Since her first outing in The Murder Wall, the Kate Daniels series has gone from strength to strength and my personal favourite Deadly Deceit made my list of top five books of 2013. So, we had high expectations for this fifth outing for DCI Kate Daniels and her partner Hank Gormley.

The author draws us in at once with a prologue about a brutal beating in a nightclub. We don’t yet know who any of the people are, we just feel the visceral dread of being caught up in such a situation. Within just a few short chapters, we discover the bodies of two men who have died in horrific circumstances within hours of each other, and realise the enormity of the problem that Kate Daniels and her team face.

The two men are the Allen brothers, both well known to the Serious Crime Squad operating in and around Newcastle. Their father – now deceased – had built a criminal empire in Glasgow, but had moved his family south of the border in an attempt to escape his criminal past and probably also his many enemies in Scotland. Is this a revenge killing and where will it stop?

Kate and her team have to put aside their personal dislike for the victims and find the perpetrator before they have a serious gang war on their hands. If that happens, the body count will rise and far too many innocent bystanders might get caught up in the carnage. The inquiry takes them from Newcastle to Glasgow, to the model village of Blanchland in Northumberland and the picturesque holiday destination of Alicante in Spain. There is not much respite and not much leeway for getting things wrong. Yet Kate is clearly exhausted and traumatised by this investigation and makes many bad – or at least unwise and barely legal – decisions.

Mari Hannah shows great familiarity with the less glamorous details of a police investigation. This is no TV version of a cop show, with a flashy interactive whiteboard surrounded by a team of cops who could double as models.
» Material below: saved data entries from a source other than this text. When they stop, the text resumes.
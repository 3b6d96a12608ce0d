//! Configuration-bound pipelines
//!
//! `create_tts_pipeline` binds an engine and language once; the returned
//! `Pipeline` is immutable, cheap to clone, and safe to share. Each call
//! picks an output shape: raw audio, an in-memory reader, or a written
//! file with a derived or explicit path.

use std::fmt;
use std::io::Cursor;
use std::path::{Path, PathBuf};
use std::str::FromStr;

use bytes::Bytes;

use crate::audio::{output, AudioResult};
use crate::config::AppConfig;
use crate::core::convert::{block_on, ConversionRequest, Converter};
use crate::core::validate::validate_language;
use crate::engine::{AudioFormat, EngineKind};
use crate::error::{Result, TtsError};

/// How a pipeline call returns its audio
#[derive(Debug, Clone, Copy, PartialEq, Eq)]
pub enum OutputMode {
    /// The encoded audio value itself
    Bytes,
    /// An in-memory reader over the encoded audio (the `bytesio` mode)
    Buffer,
    /// A file on disk; path explicit or derived
    File,
}

impl OutputMode {
    /// Wire name as accepted by the CLI and configuration
    pub fn as_str(&self) -> &'static str {
        match self {
            Self::Bytes => "bytes",
            Self::Buffer => "bytesio",
            Self::File => "file",
        }
    }
}

impl fmt::Display for OutputMode {
    fn fmt(&self, f: &mut fmt::Formatter<'_>) -> fmt::Result {
        f.write_str(self.as_str())
    }
}

impl FromStr for OutputMode {
    type Err = TtsError;

    fn from_str(s: &str) -> Result<Self> {
        match s.trim().to_lowercase().as_str() {
            "bytes" => Ok(Self::Bytes),
            "bytesio" | "buffer" => Ok(Self::Buffer),
            "file" => Ok(Self::File),
            other => Err(TtsError::field_validation(
                "format",
                format!("unknown output format '{}', expected bytes, bytesio, or file", other),
            )),
        }
    }
}

/// Result of one pipeline call
#[derive(Debug)]
pub enum PipelineOutput {
    Bytes(AudioResult),
    Buffer(Cursor<Bytes>),
    File(PathBuf),
}

impl PipelineOutput {
    /// Written path, when this was a file-mode call
    pub fn file_path(&self) -> Option<&Path> {
        match self {
            Self::File(path) => Some(path),
            _ => None,
        }
    }
}

/// A reusable conversion bound to one engine and language.
///
/// Holds no mutable state; concurrent callers may share one value. The
/// offline backend still serializes underneath.
#[derive(Debug, Clone)]
pub struct Pipeline {
    engine: EngineKind,
    language: String,
    audio_dir: PathBuf,
    filename_prefix: String,
    converter: Converter,
}

/// Bind engine and language into a reusable pipeline, taking everything
/// else from the ambient environment configuration.
///
/// The language is checked against the engine's table here, so a bad pair
/// fails at construction rather than on first use.
pub fn create_tts_pipeline(engine: EngineKind, language: &str) -> Result<Pipeline> {
    Pipeline::new(engine, language, &AppConfig::from_env())
}

impl Pipeline {
    /// Bind engine and language with explicit configuration
    pub fn new(engine: EngineKind, language: &str, config: &AppConfig) -> Result<Self> {
        let converter = Converter::from_config(config)?;
        Self::with_converter(engine, language, config, converter)
    }

    /// Like [`Pipeline::new`] but over caller-supplied adapters
    pub fn with_converter(
        engine: EngineKind,
        language: &str,
        config: &AppConfig,
        converter: Converter,
    ) -> Result<Self> {
        let language = validate_language(engine, language)?;
        Ok(Self {
            engine,
            language,
            audio_dir: config.audio_dir.clone(),
            filename_prefix: config.filename_prefix.clone(),
            converter,
        })
    }

    /// Engine this pipeline is bound to
    pub fn engine(&self) -> EngineKind {
        self.engine
    }

    /// Language this pipeline is bound to
    pub fn language(&self) -> &str {
        &self.language
    }

    /// Synthesize and hand back the audio value
    pub async fn synthesize_async(&self, text: &str) -> Result<AudioResult> {
        let request = ConversionRequest::new(text, self.engine, self.language.clone());
        self.converter.convert_async(&request).await
    }

    /// Blocking wrapper around [`Pipeline::synthesize_async`]
    pub fn synthesize(&self, text: &str) -> Result<AudioResult> {
        block_on(self.synthesize_async(text))
    }

    /// Synthesize to a file.
    ///
    /// Without a destination the path is derived:
    /// `<audio_dir>/<prefix>_<timestamp>.<ext>`. Either way the extension
    /// is corrected to the engine's format and parent directories are
    /// created. Returns the path actually written.
    pub async fn save_async(&self, text: &str, destination: Option<&Path>) -> Result<PathBuf> {
        let audio = self.synthesize_async(text).await?;
        let path = match destination {
            Some(path) => path.to_path_buf(),
            None => self.derived_path(audio.format()),
        };
        audio.save(path)
    }

    /// Blocking wrapper around [`Pipeline::save_async`]
    pub fn save(&self, text: &str, destination: Option<&Path>) -> Result<PathBuf> {
        block_on(self.save_async(text, destination))
    }

    /// One conversion; `mode` decides the returned shape. `destination`
    /// only applies to file mode.
    pub async fn run_async(
        &self,
        text: &str,
        mode: OutputMode,
        destination: Option<&Path>,
    ) -> Result<PipelineOutput> {
        match mode {
            OutputMode::Bytes => Ok(PipelineOutput::Bytes(self.synthesize_async(text).await?)),
            OutputMode::Buffer => {
                Ok(PipelineOutput::Buffer(self.synthesize_async(text).await?.into_reader()))
            }
            OutputMode::File => Ok(PipelineOutput::File(self.save_async(text, destination).await?)),
        }
    }

    /// Blocking wrapper around [`Pipeline::run_async`]
    pub fn run(
        &self,
        text: &str,
        mode: OutputMode,
        destination: Option<&Path>,
    ) -> Result<PipelineOutput> {
        block_on(self.run_async(text, mode, destination))
    }

    fn derived_path(&self, format: AudioFormat) -> PathBuf {
        self.audio_dir
            .join(output::timestamp_name(&self.filename_prefix, format))
    }
}

#[cfg(test)]
mod tests {
    use super::*;
    use crate::engine::{languages, SpeechEngine};
    use async_trait::async_trait;
    use std::io::Read;
    use std::sync::Arc;

    struct StubEngine {
        kind: EngineKind,
    }

    #[async_trait]
    impl SpeechEngine for StubEngine {
        fn kind(&self) -> EngineKind {
            self.kind
        }

        fn supported_languages(&self) -> &'static [&'static str] {
            languages::supported(self.kind)
        }

        async fn synthesize(&self, _text: &str, _language: &str) -> Result<AudioResult> {
            Ok(AudioResult::new(
                b"RIFF0000WAVEfake".to_vec(),
                self.kind.audio_format(),
                self.kind,
            ))
        }

        async fn is_available(&self) -> bool {
            true
        }
    }

    fn stub_converter() -> Converter {
        Converter::new(
            Arc::new(StubEngine {
                kind: EngineKind::Offline,
            }),
            Arc::new(StubEngine {
                kind: EngineKind::Cloud,
            }),
        )
    }

    fn test_pipeline(engine: EngineKind, language: &str, audio_dir: &Path) -> Result<Pipeline> {
        let config = AppConfig::builder().audio_dir(audio_dir).build();
        Pipeline::with_converter(engine, language, &config, stub_converter())
    }

    #[test]
    fn test_bad_language_fails_at_construction() {
        let dir = tempfile::tempdir().unwrap();
        let err = test_pipeline(EngineKind::Offline, "xx-not-real", dir.path()).unwrap_err();
        assert!(err.is_validation());
    }

    #[test]
    fn test_bytes_mode() {
        let dir = tempfile::tempdir().unwrap();
        let pipeline = test_pipeline(EngineKind::Offline, "en", dir.path()).unwrap();
        match pipeline.run("Hello", OutputMode::Bytes, None).unwrap() {
            PipelineOutput::Bytes(audio) => {
                assert!(!audio.is_empty());
                assert_eq!(audio.format(), AudioFormat::Wav);
            }
            other => panic!("unexpected output: {:?}", other),
        }
    }

    #[test]
    fn test_buffer_mode_reads_back_payload() {
        let dir = tempfile::tempdir().unwrap();
        let pipeline = test_pipeline(EngineKind::Cloud, "en", dir.path()).unwrap();
        match pipeline.run("Hello", OutputMode::Buffer, None).unwrap() {
            PipelineOutput::Buffer(mut reader) => {
                let mut payload = Vec::new();
                reader.read_to_end(&mut payload).unwrap();
                assert_eq!(payload, b"RIFF0000WAVEfake");
            }
            other => panic!("unexpected output: {:?}", other),
        }
    }

    #[test]
    fn test_file_mode_with_explicit_destination() {
        let dir = tempfile::tempdir().unwrap();
        let pipeline = test_pipeline(EngineKind::Offline, "en", dir.path()).unwrap();
        let destination = dir.path().join("nested").join("speech.mp3");

        let written = pipeline
            .save("Hello", Some(destination.as_path()))
            .unwrap();
        // extension corrected to the engine's container
        assert_eq!(written.extension().unwrap(), "wav");
        assert!(written.exists());
    }

    #[test]
    fn test_file_mode_derives_timestamp_name() {
        let dir = tempfile::tempdir().unwrap();
        let pipeline = test_pipeline(EngineKind::Offline, "en", dir.path()).unwrap();

        let written = pipeline.save("Hello", None).unwrap();
        assert!(written.starts_with(dir.path()));
        let name = written.file_name().unwrap().to_str().unwrap();
        assert!(name.starts_with("tts_"));
        assert!(name.ends_with(".wav"));
    }

    #[test]
    fn test_pipeline_is_reusable() {
        let dir = tempfile::tempdir().unwrap();
        let pipeline = test_pipeline(EngineKind::Offline, "en", dir.path()).unwrap();

        let first = pipeline.save("one", Some(&dir.path().join("a.wav"))).unwrap();
        let second = pipeline.save("two", Some(&dir.path().join("b.wav"))).unwrap();
        assert_ne!(first, second);
        assert!(first.exists());
        assert!(second.exists());
    }

    #[test]
    fn test_output_mode_parsing() {
        assert_eq!(OutputMode::from_str("bytes").unwrap(), OutputMode::Bytes);
        assert_eq!(OutputMode::from_str("bytesio").unwrap(), OutputMode::Buffer);
        assert_eq!(OutputMode::from_str("buffer").unwrap(), OutputMode::Buffer);
        assert_eq!(OutputMode::from_str("FILE").unwrap(), OutputMode::File);
        assert!(OutputMode::from_str("tape").is_err());
    }
}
Instead, we have living, breathing team members with all their petty squabbles and rivalries, their insecurities and doubts, their squeamishness at the bloody truths they uncover. They all have their foibles and flaws. None of them are superheros or founts of all wisdom, not even Kate’s former boss Chief Superintendent Bright, who makes a reappearance in this book, since he was familiar with the Allens and their crimes.

Hannah has previously done a great job at presenting each of the detectives on the squad as well-rounded characters with their own lives and concerns. In this novel, it is Kate’s partner DS Hank Gormley who really comes into his own. By turns gruff and gentle, brutally honest though concerned at Kate’s uncharacteristic snappiness, he develops something of the banter and bickering of a long marriage with his boss, which leads to a few (very welcome) lighter moments. However, I did feel that the balance the author had previously achieved between Kate’s private life (and her relationship with psychologist Jo Soulsby) and the criminal investigation has tipped a little too much towards the private side of the spectrum in this book.

A solid enough entry in the series, but doesn’t quite hit the sweet spot for me. It’s difficult to care wholeheartedly about the death of hardened criminals, no matter how gruesome their demise. The plotting and descriptions become a little mechanical at times, instead of the beautiful natural flow and complexity that I had come to expect from previous Mari Hannah novels. However, I will continue to follow whatever she writes, because there is no doubting the authenticity, empathy and commitment of Kate Daniels and her creator.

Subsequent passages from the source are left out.